» AIM OF THE TASK:
Please keep to the lines below from the one with "pub fn snapshot(&self)" through the one with "pub fn events(&self)", and restate them word for word, ends included.

» DATA SHOWN:

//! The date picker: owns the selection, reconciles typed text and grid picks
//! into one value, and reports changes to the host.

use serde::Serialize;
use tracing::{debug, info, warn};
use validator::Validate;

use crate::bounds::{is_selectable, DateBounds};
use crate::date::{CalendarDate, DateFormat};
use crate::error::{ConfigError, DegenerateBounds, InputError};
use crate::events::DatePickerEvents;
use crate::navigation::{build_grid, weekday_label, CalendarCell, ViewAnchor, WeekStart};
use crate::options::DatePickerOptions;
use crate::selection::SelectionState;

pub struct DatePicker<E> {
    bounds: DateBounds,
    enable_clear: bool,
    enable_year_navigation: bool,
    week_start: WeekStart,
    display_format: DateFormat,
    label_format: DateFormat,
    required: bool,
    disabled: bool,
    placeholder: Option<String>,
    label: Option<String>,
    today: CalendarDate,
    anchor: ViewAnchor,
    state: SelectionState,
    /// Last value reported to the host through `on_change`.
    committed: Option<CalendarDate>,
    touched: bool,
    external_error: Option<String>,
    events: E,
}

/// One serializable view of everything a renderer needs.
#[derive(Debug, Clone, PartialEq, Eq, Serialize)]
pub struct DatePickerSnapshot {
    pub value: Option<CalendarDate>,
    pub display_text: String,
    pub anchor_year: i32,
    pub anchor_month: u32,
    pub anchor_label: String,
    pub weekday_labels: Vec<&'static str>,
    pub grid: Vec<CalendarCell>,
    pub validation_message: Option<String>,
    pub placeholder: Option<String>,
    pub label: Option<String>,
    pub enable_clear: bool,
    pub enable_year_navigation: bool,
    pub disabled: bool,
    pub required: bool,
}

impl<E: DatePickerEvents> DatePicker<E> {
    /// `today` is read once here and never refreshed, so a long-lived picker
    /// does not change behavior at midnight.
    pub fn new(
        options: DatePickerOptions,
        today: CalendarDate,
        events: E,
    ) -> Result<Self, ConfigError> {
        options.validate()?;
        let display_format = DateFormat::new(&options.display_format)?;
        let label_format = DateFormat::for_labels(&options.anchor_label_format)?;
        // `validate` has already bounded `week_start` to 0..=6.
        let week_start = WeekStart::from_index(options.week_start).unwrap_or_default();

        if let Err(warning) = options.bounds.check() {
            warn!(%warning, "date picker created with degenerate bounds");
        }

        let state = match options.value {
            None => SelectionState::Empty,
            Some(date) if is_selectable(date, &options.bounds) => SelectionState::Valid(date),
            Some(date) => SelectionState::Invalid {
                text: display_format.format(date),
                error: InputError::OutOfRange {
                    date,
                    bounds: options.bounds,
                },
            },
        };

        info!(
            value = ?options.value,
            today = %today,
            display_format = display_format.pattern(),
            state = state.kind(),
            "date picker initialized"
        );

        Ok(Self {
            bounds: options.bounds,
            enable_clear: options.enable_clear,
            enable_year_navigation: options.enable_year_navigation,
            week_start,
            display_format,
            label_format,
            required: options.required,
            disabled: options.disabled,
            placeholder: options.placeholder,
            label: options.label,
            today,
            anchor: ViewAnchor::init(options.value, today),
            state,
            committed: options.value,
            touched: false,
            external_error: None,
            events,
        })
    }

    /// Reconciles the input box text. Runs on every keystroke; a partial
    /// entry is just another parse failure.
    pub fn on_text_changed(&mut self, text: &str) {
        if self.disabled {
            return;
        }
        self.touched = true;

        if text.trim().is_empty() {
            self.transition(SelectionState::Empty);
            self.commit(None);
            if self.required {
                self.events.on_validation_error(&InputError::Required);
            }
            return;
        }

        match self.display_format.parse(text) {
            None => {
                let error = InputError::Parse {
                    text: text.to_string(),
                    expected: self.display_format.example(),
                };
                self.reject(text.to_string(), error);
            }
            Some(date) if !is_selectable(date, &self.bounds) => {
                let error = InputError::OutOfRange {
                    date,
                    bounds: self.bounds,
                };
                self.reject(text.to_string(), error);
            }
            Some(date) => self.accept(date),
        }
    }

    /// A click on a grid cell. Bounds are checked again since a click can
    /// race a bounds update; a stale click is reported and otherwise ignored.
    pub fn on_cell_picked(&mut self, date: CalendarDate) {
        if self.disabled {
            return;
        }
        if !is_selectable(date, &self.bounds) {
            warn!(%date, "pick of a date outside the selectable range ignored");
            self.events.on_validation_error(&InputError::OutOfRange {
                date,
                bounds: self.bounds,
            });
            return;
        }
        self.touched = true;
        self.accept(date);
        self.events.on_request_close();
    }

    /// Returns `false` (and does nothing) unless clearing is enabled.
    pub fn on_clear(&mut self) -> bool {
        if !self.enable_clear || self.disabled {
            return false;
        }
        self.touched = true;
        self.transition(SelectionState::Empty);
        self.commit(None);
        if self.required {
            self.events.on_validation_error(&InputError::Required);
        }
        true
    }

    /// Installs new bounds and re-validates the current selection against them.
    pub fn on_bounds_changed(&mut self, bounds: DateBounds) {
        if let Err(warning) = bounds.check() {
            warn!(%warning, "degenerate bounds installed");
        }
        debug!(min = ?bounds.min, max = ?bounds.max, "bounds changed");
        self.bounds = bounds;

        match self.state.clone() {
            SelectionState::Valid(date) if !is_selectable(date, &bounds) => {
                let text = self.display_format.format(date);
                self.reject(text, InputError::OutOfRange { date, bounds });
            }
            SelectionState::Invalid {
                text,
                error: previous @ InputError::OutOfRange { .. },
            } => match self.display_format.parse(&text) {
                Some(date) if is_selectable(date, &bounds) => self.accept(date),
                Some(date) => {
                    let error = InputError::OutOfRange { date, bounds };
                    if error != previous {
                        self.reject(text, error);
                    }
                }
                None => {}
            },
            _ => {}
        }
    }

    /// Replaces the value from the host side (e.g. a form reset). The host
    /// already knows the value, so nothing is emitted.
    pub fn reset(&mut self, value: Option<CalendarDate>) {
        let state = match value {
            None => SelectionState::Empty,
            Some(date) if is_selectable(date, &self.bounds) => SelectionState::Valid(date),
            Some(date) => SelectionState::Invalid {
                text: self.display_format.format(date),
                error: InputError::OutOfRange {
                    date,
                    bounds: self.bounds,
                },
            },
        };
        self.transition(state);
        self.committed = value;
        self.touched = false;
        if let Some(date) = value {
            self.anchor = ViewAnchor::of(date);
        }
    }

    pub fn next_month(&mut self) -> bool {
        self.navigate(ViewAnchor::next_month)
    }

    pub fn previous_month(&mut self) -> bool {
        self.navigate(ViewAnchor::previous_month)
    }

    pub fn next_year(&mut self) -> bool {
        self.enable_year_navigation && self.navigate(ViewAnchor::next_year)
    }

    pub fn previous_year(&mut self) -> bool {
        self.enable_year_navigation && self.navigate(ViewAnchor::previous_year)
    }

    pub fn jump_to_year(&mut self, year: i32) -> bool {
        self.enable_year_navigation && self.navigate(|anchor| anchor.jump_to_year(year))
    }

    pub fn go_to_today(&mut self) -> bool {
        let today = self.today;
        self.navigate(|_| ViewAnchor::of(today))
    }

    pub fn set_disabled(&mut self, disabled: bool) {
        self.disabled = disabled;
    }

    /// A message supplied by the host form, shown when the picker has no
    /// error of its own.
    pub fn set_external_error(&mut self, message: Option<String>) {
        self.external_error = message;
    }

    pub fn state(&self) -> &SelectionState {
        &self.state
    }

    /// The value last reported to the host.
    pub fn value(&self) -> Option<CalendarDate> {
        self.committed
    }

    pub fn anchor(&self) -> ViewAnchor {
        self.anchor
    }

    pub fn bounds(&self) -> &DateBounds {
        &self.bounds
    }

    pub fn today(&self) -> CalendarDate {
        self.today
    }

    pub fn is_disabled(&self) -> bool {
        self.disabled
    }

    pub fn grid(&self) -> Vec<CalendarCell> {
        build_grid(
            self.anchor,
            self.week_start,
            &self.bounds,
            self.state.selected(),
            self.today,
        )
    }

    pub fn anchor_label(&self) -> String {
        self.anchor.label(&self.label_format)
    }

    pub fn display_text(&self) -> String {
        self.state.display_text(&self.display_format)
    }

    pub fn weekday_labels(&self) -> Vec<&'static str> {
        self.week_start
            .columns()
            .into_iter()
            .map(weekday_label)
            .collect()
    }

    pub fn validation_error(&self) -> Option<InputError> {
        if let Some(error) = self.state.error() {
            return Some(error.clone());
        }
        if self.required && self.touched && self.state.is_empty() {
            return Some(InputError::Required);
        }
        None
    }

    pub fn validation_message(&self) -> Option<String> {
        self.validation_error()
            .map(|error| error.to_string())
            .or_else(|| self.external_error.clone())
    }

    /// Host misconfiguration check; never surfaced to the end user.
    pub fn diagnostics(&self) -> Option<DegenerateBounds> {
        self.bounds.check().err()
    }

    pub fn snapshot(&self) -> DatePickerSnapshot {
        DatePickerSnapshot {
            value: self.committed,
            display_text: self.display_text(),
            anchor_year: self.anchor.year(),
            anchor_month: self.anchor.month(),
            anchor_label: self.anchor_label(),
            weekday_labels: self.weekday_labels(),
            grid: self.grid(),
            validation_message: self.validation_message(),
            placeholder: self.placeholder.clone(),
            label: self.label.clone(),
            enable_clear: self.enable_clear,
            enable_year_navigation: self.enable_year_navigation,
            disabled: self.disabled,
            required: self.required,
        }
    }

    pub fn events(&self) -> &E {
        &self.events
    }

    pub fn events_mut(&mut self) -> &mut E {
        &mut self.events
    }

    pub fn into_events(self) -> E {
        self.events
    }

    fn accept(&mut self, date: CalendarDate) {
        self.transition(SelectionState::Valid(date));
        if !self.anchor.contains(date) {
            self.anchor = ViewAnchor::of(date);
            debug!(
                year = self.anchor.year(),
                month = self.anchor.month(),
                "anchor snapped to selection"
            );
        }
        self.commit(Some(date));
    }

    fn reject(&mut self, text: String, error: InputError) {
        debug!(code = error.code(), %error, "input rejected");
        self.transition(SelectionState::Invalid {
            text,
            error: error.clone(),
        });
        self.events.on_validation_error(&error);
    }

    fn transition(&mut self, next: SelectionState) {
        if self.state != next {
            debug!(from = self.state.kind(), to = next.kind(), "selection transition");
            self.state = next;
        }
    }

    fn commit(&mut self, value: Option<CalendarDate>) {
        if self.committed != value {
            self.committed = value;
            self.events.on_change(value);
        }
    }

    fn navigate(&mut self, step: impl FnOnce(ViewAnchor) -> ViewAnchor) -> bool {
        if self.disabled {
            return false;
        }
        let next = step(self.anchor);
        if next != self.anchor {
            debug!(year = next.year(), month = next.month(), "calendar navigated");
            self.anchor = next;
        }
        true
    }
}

--

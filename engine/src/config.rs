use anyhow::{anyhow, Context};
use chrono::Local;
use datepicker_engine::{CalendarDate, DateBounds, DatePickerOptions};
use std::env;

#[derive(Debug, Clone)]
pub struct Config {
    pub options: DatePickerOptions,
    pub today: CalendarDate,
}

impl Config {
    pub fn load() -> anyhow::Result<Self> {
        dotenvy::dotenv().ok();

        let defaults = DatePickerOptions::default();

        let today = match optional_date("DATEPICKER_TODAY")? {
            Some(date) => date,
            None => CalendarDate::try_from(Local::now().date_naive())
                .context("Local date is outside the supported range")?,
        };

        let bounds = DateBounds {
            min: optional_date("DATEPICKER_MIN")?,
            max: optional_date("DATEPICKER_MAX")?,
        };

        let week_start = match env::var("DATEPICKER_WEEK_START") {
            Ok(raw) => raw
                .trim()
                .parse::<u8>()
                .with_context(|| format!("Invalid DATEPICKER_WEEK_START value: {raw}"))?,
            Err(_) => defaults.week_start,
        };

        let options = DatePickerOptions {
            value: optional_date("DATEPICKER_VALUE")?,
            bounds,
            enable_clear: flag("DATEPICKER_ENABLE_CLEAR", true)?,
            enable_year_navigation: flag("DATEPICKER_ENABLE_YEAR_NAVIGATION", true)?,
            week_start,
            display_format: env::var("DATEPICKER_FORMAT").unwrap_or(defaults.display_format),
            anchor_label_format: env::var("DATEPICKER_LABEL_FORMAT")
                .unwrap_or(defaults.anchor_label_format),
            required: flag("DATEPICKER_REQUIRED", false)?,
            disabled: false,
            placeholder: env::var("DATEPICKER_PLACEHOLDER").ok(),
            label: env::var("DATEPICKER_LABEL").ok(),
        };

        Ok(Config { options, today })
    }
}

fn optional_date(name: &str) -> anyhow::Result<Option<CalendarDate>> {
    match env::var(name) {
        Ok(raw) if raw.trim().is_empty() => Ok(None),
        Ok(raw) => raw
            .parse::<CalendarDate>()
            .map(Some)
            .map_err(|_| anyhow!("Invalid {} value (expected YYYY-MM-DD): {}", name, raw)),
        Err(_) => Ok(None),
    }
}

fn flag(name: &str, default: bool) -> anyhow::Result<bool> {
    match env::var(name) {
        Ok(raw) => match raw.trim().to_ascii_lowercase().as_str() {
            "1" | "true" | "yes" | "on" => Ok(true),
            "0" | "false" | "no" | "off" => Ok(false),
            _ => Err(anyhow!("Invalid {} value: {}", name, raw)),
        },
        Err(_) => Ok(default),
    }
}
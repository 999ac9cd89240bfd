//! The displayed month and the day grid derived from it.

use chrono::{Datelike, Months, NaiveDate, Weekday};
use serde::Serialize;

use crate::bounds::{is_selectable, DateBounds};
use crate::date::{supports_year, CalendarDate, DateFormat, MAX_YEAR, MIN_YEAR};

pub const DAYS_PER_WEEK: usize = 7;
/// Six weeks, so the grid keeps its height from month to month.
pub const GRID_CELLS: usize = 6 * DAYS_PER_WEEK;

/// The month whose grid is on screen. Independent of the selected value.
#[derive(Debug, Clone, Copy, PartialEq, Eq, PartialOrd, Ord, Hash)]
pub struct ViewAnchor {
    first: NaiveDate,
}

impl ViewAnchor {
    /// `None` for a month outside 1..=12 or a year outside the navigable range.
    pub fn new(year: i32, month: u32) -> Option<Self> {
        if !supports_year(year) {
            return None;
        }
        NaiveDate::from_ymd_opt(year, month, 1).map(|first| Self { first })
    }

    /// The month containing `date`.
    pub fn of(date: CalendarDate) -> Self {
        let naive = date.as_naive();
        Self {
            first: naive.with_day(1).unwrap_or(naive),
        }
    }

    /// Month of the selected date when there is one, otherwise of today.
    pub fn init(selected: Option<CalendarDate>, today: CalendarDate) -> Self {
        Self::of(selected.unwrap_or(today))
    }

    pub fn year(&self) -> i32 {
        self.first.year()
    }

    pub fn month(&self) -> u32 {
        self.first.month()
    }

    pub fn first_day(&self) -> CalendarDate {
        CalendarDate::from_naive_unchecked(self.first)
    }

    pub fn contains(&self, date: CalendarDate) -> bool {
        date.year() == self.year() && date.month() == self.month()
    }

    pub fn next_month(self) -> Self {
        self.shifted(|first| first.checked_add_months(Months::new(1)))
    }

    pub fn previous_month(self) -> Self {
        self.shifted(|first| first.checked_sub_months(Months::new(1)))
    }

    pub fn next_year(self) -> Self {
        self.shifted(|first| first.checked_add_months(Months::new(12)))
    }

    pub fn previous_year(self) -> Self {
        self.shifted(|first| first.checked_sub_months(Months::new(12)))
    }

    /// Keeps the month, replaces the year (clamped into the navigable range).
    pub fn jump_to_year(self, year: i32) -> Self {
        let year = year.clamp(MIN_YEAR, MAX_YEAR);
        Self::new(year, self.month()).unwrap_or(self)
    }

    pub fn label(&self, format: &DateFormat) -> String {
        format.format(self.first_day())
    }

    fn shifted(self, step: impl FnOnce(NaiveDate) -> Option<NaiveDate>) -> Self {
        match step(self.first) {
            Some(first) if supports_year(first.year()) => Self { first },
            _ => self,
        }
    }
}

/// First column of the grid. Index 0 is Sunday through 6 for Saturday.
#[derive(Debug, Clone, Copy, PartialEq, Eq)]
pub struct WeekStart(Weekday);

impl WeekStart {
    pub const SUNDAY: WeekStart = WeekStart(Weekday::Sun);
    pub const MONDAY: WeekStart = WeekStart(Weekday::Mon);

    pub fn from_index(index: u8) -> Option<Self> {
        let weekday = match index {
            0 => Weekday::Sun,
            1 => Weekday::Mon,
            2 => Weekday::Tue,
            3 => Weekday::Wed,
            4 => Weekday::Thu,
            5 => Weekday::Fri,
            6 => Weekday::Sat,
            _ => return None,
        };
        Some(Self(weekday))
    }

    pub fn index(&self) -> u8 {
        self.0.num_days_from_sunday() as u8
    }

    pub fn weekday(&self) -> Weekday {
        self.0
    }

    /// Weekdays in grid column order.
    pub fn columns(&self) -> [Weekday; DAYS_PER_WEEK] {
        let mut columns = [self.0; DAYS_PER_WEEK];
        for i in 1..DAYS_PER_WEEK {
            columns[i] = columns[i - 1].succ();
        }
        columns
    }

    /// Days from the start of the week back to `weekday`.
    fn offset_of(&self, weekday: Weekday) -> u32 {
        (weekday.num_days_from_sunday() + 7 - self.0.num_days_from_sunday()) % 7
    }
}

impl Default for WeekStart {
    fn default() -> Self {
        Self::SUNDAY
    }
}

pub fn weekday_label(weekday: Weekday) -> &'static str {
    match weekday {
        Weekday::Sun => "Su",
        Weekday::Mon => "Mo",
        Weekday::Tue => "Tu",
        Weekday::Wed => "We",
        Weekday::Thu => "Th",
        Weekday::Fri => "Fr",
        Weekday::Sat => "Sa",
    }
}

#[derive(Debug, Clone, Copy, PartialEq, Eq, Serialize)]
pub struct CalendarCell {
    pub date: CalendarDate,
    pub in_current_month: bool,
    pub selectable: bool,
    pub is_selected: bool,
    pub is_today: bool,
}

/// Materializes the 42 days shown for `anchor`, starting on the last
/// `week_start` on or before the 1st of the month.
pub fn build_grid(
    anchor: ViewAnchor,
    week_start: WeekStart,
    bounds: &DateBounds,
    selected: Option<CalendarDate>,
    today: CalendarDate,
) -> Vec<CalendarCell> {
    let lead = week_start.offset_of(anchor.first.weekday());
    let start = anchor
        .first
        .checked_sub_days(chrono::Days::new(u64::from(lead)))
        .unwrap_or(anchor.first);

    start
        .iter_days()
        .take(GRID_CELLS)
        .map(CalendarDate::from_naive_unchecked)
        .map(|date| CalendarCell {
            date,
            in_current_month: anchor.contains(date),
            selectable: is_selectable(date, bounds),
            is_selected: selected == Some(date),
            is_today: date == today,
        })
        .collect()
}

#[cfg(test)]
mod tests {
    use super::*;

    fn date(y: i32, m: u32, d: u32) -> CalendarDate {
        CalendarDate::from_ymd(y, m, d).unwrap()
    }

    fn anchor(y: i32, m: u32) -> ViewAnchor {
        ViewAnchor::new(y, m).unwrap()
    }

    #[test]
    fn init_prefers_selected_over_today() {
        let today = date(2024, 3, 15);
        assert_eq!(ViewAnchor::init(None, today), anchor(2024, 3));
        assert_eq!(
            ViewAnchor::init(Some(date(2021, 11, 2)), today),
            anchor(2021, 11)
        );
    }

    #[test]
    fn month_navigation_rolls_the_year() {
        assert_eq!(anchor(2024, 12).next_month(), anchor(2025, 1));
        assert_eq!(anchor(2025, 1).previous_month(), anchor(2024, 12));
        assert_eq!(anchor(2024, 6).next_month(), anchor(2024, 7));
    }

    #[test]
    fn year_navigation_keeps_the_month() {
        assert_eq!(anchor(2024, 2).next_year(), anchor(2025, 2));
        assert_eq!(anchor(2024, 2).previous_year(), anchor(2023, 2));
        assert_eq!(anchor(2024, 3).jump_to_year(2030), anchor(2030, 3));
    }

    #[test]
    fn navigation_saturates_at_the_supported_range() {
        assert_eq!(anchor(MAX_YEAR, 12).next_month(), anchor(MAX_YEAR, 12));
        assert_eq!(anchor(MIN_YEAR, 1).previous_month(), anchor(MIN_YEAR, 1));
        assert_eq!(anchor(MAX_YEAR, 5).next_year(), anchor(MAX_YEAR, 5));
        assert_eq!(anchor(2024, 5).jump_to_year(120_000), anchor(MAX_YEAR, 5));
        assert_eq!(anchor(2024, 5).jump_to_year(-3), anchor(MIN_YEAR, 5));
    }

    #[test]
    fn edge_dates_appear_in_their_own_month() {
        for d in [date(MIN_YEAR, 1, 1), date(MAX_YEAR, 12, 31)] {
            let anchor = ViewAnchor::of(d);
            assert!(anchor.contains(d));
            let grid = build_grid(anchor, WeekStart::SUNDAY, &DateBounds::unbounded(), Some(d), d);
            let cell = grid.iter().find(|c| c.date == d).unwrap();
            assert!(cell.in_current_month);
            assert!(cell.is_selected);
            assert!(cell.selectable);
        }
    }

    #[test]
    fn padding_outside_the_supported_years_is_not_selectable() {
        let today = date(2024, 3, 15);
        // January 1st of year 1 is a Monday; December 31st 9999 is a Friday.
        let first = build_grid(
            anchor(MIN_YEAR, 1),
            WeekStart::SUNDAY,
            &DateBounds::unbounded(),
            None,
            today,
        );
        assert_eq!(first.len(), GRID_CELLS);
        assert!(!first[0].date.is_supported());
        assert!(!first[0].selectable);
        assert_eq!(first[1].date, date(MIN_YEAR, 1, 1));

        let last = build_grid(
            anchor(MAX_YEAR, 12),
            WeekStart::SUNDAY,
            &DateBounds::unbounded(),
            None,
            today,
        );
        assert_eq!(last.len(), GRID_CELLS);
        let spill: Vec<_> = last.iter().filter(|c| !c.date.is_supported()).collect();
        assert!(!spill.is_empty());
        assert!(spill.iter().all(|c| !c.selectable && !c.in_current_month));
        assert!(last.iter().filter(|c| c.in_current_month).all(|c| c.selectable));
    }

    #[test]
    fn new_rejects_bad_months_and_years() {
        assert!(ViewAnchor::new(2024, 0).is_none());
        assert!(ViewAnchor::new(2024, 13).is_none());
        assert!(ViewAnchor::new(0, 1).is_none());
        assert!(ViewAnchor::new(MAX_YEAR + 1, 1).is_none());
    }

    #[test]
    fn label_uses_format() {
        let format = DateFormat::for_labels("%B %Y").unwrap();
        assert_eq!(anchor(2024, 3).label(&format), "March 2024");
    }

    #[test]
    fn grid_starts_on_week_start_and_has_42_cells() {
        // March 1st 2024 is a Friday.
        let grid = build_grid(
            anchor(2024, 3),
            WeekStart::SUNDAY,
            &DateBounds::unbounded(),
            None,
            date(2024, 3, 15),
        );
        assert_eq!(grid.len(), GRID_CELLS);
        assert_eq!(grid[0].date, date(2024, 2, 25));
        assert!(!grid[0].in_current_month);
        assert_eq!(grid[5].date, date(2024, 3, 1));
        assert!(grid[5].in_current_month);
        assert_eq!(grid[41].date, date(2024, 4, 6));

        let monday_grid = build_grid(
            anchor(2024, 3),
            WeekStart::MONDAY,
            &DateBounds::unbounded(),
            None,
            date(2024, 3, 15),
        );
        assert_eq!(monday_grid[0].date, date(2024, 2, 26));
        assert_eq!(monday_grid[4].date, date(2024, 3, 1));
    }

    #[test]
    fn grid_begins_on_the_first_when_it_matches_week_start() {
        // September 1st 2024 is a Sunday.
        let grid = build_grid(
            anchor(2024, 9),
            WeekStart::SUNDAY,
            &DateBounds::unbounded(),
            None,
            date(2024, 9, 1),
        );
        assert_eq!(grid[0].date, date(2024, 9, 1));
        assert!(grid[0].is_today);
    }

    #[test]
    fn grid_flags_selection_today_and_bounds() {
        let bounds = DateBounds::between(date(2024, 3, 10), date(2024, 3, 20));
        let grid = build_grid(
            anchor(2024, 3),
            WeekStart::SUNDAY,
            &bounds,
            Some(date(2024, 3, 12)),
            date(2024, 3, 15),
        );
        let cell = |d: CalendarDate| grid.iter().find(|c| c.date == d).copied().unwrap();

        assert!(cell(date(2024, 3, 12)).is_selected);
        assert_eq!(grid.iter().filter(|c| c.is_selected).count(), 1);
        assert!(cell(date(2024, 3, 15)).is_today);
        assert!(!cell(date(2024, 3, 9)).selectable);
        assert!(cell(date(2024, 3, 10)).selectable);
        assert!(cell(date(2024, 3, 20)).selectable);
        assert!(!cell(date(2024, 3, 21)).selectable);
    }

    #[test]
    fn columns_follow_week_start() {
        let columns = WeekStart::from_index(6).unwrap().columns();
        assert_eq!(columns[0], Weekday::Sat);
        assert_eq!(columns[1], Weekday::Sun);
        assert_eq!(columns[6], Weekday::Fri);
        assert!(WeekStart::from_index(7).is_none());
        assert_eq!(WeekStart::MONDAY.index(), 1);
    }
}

--

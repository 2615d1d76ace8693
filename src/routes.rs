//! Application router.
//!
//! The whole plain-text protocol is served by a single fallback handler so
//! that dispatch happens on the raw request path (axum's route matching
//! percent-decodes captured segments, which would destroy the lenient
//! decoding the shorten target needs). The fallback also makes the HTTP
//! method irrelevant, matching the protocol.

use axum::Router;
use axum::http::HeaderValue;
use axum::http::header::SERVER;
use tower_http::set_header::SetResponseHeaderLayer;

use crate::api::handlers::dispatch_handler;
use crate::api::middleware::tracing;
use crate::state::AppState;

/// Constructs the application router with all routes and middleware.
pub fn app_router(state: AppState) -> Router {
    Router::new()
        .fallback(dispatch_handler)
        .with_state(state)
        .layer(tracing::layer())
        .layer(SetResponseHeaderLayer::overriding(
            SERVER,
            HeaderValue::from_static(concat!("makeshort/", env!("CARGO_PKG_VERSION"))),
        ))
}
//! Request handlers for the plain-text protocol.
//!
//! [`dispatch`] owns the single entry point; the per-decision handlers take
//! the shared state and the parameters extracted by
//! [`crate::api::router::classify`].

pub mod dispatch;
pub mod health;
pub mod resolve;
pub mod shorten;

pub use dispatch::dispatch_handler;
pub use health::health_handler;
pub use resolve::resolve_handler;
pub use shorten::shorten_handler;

» THE ANSWER:
    pub fn snapshot(&self) -> DatePickerSnapshot {
        DatePickerSnapshot {
            value: self.committed,
            display_text: self.display_text(),
            anchor_year: self.anchor.year(),
            anchor_month: self.anchor.month(),
            anchor_label: self.anchor_label(),
            weekday_labels: self.weekday_labels(),
            grid: self.grid(),
            validation_message: self.validation_message(),
            placeholder: self.placeholder.clone(),
            label: self.label.clone(),
            enable_clear: self.enable_clear,
            enable_year_navigation: self.enable_year_navigation,
            disabled: self.disabled,
            required: self.required,
        }
    }

    pub fn events(&self) -> &E {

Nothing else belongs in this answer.